**EXERCISE DESCRIPTION**
Please repeat the listing exactly, starting at its first line and stopping after the line that contains "fn refresh_status_line(&mut self)".

══════

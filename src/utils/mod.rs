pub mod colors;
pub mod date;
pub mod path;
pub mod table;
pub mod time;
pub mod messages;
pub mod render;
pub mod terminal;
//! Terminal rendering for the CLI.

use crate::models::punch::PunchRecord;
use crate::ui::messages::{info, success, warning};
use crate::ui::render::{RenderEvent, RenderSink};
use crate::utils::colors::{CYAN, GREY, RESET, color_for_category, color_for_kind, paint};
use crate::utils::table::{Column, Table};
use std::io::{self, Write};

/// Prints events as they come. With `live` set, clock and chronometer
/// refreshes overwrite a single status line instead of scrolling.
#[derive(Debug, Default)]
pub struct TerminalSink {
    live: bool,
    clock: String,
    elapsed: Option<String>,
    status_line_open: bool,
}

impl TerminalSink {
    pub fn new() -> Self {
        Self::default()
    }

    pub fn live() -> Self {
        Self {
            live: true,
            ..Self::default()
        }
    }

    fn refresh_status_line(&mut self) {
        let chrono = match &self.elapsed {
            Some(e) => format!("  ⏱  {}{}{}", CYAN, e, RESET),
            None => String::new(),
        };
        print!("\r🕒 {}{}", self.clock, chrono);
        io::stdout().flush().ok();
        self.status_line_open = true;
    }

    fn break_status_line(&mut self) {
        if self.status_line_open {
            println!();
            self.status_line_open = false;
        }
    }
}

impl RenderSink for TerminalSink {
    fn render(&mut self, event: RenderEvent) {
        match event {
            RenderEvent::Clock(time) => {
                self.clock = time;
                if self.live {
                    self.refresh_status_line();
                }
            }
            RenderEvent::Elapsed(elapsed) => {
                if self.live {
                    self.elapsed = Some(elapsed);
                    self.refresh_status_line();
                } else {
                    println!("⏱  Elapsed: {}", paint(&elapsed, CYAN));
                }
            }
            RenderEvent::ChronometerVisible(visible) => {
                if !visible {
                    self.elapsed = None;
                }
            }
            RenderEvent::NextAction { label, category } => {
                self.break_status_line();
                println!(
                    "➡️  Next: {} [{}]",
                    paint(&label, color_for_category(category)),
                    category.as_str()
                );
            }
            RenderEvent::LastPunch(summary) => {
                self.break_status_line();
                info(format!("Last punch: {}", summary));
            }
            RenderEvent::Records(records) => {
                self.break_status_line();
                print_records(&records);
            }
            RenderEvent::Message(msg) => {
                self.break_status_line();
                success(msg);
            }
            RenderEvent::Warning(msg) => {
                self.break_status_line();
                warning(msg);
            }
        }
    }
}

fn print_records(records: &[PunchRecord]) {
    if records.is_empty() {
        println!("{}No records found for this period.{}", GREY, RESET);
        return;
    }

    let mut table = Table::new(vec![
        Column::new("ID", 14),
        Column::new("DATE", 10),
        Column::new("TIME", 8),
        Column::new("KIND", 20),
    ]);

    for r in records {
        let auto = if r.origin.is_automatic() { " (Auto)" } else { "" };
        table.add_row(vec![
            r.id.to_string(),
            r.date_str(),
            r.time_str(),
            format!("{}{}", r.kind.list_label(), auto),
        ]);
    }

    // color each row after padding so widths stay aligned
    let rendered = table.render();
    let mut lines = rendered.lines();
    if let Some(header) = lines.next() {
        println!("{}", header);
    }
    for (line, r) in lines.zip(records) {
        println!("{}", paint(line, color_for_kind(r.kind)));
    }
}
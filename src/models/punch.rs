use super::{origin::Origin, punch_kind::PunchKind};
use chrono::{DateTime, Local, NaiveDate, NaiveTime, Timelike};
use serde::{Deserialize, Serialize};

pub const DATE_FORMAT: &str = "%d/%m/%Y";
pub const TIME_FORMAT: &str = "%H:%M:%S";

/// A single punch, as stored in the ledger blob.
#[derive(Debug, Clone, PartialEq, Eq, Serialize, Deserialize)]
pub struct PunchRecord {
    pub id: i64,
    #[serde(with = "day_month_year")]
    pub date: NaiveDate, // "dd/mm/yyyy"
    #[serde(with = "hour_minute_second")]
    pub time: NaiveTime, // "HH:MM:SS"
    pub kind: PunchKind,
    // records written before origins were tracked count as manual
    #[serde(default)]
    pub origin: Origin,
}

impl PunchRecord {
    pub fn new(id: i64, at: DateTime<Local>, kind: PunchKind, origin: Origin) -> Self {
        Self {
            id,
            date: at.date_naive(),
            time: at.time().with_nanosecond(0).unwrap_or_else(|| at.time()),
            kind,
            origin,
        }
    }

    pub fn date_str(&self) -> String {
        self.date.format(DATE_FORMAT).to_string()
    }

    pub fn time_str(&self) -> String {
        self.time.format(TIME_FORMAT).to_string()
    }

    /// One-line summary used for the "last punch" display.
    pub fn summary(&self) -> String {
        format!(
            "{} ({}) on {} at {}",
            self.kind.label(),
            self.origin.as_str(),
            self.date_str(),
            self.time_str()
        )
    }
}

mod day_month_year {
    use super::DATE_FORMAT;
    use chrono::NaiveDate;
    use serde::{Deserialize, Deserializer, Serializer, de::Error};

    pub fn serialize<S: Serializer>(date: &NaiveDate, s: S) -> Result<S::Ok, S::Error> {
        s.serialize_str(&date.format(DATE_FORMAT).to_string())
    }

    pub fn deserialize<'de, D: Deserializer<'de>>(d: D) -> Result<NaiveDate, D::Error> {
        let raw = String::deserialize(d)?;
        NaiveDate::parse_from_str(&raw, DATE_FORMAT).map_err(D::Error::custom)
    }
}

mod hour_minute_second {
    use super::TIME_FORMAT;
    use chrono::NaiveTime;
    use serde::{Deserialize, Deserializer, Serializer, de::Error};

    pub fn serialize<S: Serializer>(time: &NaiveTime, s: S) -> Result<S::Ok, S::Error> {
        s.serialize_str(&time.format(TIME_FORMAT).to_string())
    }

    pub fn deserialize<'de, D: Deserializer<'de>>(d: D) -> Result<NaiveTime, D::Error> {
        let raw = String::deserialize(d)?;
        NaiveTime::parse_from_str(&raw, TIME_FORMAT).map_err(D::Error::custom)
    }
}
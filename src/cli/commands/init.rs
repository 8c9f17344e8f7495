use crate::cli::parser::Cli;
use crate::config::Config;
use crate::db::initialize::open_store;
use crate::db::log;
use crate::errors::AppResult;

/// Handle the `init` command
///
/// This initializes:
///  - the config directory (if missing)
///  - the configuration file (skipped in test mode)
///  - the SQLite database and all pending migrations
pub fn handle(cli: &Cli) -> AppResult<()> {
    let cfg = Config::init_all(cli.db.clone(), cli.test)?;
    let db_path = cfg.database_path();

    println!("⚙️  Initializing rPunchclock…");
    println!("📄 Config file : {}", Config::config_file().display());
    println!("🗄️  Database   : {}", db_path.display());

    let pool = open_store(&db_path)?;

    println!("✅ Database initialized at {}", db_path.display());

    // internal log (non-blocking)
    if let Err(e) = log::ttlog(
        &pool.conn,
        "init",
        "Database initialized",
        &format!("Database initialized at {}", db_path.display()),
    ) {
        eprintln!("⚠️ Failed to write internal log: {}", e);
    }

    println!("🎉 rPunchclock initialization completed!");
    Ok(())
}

══════

**FINAL ANSWER**
filename src/utils/mod.rs
pub mod colors;
pub mod date;
pub mod path;
pub mod table;
pub mod time;
pub mod messages;
pub mod render;
pub mod terminal;
//! Terminal rendering for the CLI.

use crate::models::punch::PunchRecord;
use crate::ui::messages::{info, success, warning};
use crate::ui::render::{RenderEvent, RenderSink};
use crate::utils::colors::{CYAN, GREY, RESET, color_for_category, color_for_kind, paint};
use crate::utils::table::{Column, Table};
use std::io::{self, Write};

/// Prints events as they come. With `live` set, clock and chronometer
/// refreshes overwrite a single status line instead of scrolling.
#[derive(Debug, Default)]
pub struct TerminalSink {
    live: bool,
    clock: String,
    elapsed: Option<String>,
    status_line_open: bool,
}

impl TerminalSink {
    pub fn new() -> Self {
        Self::default()
    }

    pub fn live() -> Self {
        Self {
            live: true,
            ..Self::default()
        }
    }

    fn refresh_status_line(&mut self) {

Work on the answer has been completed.